> **What you will do**: Reproduce each entry below in full, exactly as it was given.

> **Records for this task**:

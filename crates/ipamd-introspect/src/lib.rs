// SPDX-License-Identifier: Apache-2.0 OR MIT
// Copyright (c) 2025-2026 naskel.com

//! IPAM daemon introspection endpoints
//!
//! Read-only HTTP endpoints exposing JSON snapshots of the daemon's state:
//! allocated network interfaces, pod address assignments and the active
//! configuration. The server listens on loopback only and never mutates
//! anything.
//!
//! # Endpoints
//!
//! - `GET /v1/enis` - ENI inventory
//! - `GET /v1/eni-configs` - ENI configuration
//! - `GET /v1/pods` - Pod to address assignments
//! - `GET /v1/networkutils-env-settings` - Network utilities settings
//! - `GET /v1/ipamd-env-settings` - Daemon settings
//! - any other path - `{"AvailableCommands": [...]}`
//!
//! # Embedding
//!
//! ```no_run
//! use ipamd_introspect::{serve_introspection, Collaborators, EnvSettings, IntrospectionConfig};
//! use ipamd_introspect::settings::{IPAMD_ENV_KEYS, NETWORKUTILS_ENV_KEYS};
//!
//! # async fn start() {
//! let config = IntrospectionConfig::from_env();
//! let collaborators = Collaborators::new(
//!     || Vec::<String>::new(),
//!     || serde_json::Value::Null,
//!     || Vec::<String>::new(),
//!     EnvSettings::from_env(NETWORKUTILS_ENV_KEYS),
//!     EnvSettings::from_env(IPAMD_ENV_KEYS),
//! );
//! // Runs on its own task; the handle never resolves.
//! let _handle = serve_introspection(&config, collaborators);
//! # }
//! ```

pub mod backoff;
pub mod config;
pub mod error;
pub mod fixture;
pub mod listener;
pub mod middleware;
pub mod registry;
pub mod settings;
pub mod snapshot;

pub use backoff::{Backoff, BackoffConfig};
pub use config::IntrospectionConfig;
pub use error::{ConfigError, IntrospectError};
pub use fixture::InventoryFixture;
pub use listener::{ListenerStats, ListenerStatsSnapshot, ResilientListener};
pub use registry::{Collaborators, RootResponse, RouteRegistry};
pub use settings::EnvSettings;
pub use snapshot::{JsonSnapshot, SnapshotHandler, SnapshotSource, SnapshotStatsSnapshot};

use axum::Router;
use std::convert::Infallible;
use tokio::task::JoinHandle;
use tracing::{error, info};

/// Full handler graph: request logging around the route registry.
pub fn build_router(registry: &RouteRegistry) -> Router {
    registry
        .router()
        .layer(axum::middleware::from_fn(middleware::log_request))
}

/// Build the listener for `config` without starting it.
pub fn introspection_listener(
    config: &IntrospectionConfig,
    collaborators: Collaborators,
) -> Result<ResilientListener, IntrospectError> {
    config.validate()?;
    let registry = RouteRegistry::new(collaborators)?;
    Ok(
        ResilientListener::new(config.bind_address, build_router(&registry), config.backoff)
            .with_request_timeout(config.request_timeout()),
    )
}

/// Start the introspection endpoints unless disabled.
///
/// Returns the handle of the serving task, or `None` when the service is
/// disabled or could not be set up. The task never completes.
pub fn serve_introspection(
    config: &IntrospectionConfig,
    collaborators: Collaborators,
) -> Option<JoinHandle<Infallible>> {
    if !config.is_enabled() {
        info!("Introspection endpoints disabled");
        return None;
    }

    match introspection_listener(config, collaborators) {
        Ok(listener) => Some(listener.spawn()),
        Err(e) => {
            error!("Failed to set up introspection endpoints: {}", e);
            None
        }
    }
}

> **Answer below**:
filename crates/ipamd-introspect/src/lib.rs
// SPDX-License-Identifier: Apache-2.0 OR MIT
// Copyright (c) 2025-2026 naskel.com

//! IPAM daemon introspection endpoints
//!
//! Read-only HTTP endpoints exposing JSON snapshots of the daemon's state:
//! allocated network interfaces, pod address assignments and the active
//! configuration. The server listens on loopback only and never mutates
//! anything.
//!
//! # Endpoints
//!
//! - `GET /v1/enis` - ENI inventory
//! - `GET /v1/eni-configs` - ENI configuration
//! - `GET /v1/pods` - Pod to address assignments
//! - `GET /v1/networkutils-env-settings` - Network utilities settings
//! - `GET /v1/ipamd-env-settings` - Daemon settings
//! - any other path - `{"AvailableCommands": [...]}`
//!
//! # Embedding
//!
//! ```no_run
//! use ipamd_introspect::{serve_introspection, Collaborators, EnvSettings, IntrospectionConfig};
//! use ipamd_introspect::settings::{IPAMD_ENV_KEYS, NETWORKUTILS_ENV_KEYS};
//!
//! # async fn start() {
//! let config = IntrospectionConfig::from_env();
//! let collaborators = Collaborators::new(
//!     || Vec::<String>::new(),
//!     || serde_json::Value::Null,
//!     || Vec::<String>::new(),
//!     EnvSettings::from_env(NETWORKUTILS_ENV_KEYS),
//!     EnvSettings::from_env(IPAMD_ENV_KEYS),
//! );
//! // Runs on its own task; the handle never resolves.
//! let _handle = serve_introspection(&config, collaborators);
//! # }
//! ```

pub mod backoff;
pub mod config;
pub mod error;
pub mod fixture;
pub mod listener;
pub mod middleware;
pub mod registry;
pub mod settings;
pub mod snapshot;

pub use backoff::{Backoff, BackoffConfig};
pub use config::IntrospectionConfig;
pub use error::{ConfigError, IntrospectError};
pub use fixture::InventoryFixture;
pub use listener::{ListenerStats, ListenerStatsSnapshot, ResilientListener};
pub use registry::{Collaborators, RootResponse, RouteRegistry};
pub use settings::EnvSettings;
pub use snapshot::{JsonSnapshot, SnapshotHandler, SnapshotSource, SnapshotStatsSnapshot};

use axum::Router;
use std::convert::Infallible;
use tokio::task::JoinHandle;
use tracing::{error, info};

/// Full handler graph: request logging around the route registry.
pub fn build_router(registry: &RouteRegistry) -> Router {
    registry
        .router()
        .layer(axum::middleware::from_fn(middleware::log_request))
}

/// Build the listener for `config` without starting it.
pub fn introspection_listener(
    config: &IntrospectionConfig,
    collaborators: Collaborators,
) -> Result<ResilientListener, IntrospectError> {
    config.validate()?;
    let registry = RouteRegistry::new(collaborators)?;
    Ok(
        ResilientListener::new(config.bind_address, build_router(&registry), config.backoff)
            .with_request_timeout(config.request_timeout()),
    )
}

/// Start the introspection endpoints unless disabled.
///
/// Returns the handle of the serving task, or `None` when the service is
/// disabled or could not be set up. The task never completes.
pub fn serve_introspection(
    config: &IntrospectionConfig,
    collaborators: Collaborators,
) -> Option<JoinHandle<Infallible>> {
    if !config.is_enabled() {
        info!("Introspection endpoints disabled");
        return None;
    }

    match introspection_listener(config, collaborators) {
        Ok(listener) => Some(listener.spawn()),
        Err(e) => {
            error!("Failed to set up introspection endpoints: {}", e);
            None
        }
    }
}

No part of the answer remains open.